Hoje o cinema perdeu uma de suas vozes mais nobres: Robert Redford partiu aos 89 anos. O gato dos gatos hollywoodianos, um homem de postura e atitudes que sempre admirei.
Do charme rebelde de Butch Cassidy (1969), passando pelo jogo de inteligência de Golpe de Mestre (1973), até o peso político de Todos os Homens do Presidente (1976) — Redford foi muito mais do que uma carinha bonita.
E, para mim, há algo ainda mais especial em Nosso Amor de Ontem (The Way We Were) e Entre Dois Amores (Out of Africa): aquela maneira tocante e dolorosa com que ele viveu o amor entrelaçado à memória, às escolhas que não voltam. São dois filmes que amo — e, cada vez que penso neles, vejo como Robert sabia dar voz ao silêncio, ao não-dito.
Nos bastidores, foi — e sempre será — gigante: Oscar de Melhor Diretor por Gente como a Gente (1980), um Oscar Honorário em 2002 — reconhecimento justo, pois ele inspirou tantos artistas. E sua maior obra talvez seja o Instituto Sundance, que abriu portas para novas vozes, para quem queria contar histórias fora do eixo comercial.

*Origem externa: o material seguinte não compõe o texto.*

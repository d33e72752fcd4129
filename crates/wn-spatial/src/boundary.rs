//! Administrative boundary units (postal codes, wards) with point lookup.
//!
//! Polygons use `x = longitude, y = latitude`, the GeoJSON axis order.
//! Lookups first filter by bounding box through an R-tree, then run an exact
//! point-in-polygon test.  Overlapping units resolve to the lowest index.

use geo::{BoundingRect, Centroid, Contains, MultiPolygon, Point};
use rstar::{AABB, RTree, RTreeObject};
use rustc_hash::FxHashMap;

use wn_core::GeoPoint;

use crate::{SpatialError, SpatialResult};

// ── BoundaryUnit ──────────────────────────────────────────────────────────────

/// One administrative area.
#[derive(Clone, Debug, PartialEq)]
pub struct BoundaryUnit {
    /// Unique code (`"560001"`).
    pub code: String,
    pub name: Option<String>,
    pub shape: MultiPolygon<f64>,
    /// Area centroid; used for nearest-unit fallback.
    pub centroid: GeoPoint,
}

impl BoundaryUnit {
    /// Build a unit, rejecting shapes without area.
    pub fn new(
        code: impl Into<String>,
        name: Option<String>,
        shape: MultiPolygon<f64>,
    ) -> SpatialResult<Self> {
        let code = code.into();
        let Some(c) = shape.centroid() else {
            return Err(SpatialError::InvalidGeometry { code, reason: "empty geometry".into() });
        };
        let centroid = GeoPoint::new(c.y(), c.x());
        if !centroid.is_valid() {
            return Err(SpatialError::InvalidGeometry {
                code,
                reason: "centroid is not a valid coordinate".into(),
            });
        }
        Ok(Self { code, name, shape, centroid })
    }

    /// Strict interior test; points on the outline are not contained.
    #[inline]
    pub fn contains(&self, p: GeoPoint) -> bool {
        self.shape.contains(&Point::new(p.lon, p.lat))
    }
}

// ── R-tree entry ──────────────────────────────────────────────────────────────

#[derive(Clone, Debug)]
struct UnitEnvelope {
    bbox: AABB<[f64; 2]>, // [lon, lat]
    idx: usize,
}

impl RTreeObject for UnitEnvelope {
    type Envelope = AABB<[f64; 2]>;
    fn envelope(&self) -> Self::Envelope {
        self.bbox
    }
}

// ── BoundarySet ───────────────────────────────────────────────────────────────

/// Immutable collection of boundary units with a bounding-box index.
#[derive(Clone)]
pub struct BoundarySet {
    units: Vec<BoundaryUnit>,
    by_code: FxHashMap<String, usize>,
    tree: RTree<UnitEnvelope>,
}

impl BoundarySet {
    /// Index `units`.  Codes must be unique.
    pub fn new(units: Vec<BoundaryUnit>) -> SpatialResult<Self> {
        let mut by_code = FxHashMap::default();
        let mut entries = Vec::with_capacity(units.len());
        for (idx, unit) in units.iter().enumerate() {
            if by_code.insert(unit.code.clone(), idx).is_some() {
                return Err(SpatialError::DuplicateCode(unit.code.clone()));
            }
            let Some(rect) = unit.shape.bounding_rect() else {
                return Err(SpatialError::InvalidGeometry {
                    code: unit.code.clone(),
                    reason: "no bounding rectangle".into(),
                });
            };
            entries.push(UnitEnvelope {
                bbox: AABB::from_corners([rect.min().x, rect.min().y], [rect.max().x, rect.max().y]),
                idx,
            });
        }
        Ok(Self { units, by_code, tree: RTree::bulk_load(entries) })
    }

    pub fn empty() -> Self {
        Self { units: Vec::new(), by_code: FxHashMap::default(), tree: RTree::new() }
    }

    pub fn len(&self) -> usize {
        self.units.len()
    }

    pub fn is_empty(&self) -> bool {
        self.units.is_empty()
    }

    pub fn units(&self) -> &[BoundaryUnit] {
        &self.units
    }

    pub fn get(&self, idx: usize) -> Option<&BoundaryUnit> {
        self.units.get(idx)
    }

    pub fn position(&self, code: &str) -> Option<usize> {
        self.by_code.get(code).copied()
    }

    /// Lowest-index unit whose interior contains `p`.
    pub fn locate(&self, p: GeoPoint) -> Option<usize> {
        let q = AABB::from_point([p.lon, p.lat]);
        self.tree
            .locate_in_envelope_intersecting(&q)
            .map(|e| e.idx)
            .filter(|&i| self.units[i].contains(p))
            .min()
    }

    /// Unit with the nearest centroid.  Ties resolve to the lower index.
    pub fn nearest(&self, p: GeoPoint) -> Option<usize> {
        wn_core::nearest_site(p, self.units.iter().map(|u| u.centroid)).map(|(i, _)| i)
    }

    /// [`locate`](Self::locate), falling back to [`nearest`](Self::nearest)
    /// for points outside every unit.
    pub fn locate_or_nearest(&self, p: GeoPoint) -> Option<usize> {
        self.locate(p).or_else(|| self.nearest(p))
    }
}

impl Default for BoundarySet {
    fn default() -> Self {
        Self::empty()
    }
}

Redford também foi ativista com coração: defensor de parques nacionais, da preservação ambiental e de lutas silenciosas, mas firmes, contra o descaso — sem buscar holofotes, mas usando sua presença para dar visibilidade às causas que importam.
Robert Redford mostrou que é possível ser estrela e, ao mesmo tempo, semear legado; que fama não precisa apagar responsabilidade.
Deixo meu VIVA para ele. Para tudo o que me fez sentir. Para tudo o que nos deixa para pensar. E para continuar acreditando que há beleza em insistir no afeto, na arte, no cuidado.
Robert Redford, obrigado por tudo.
E você, qual trabalho dele mais te encantou? Me conta?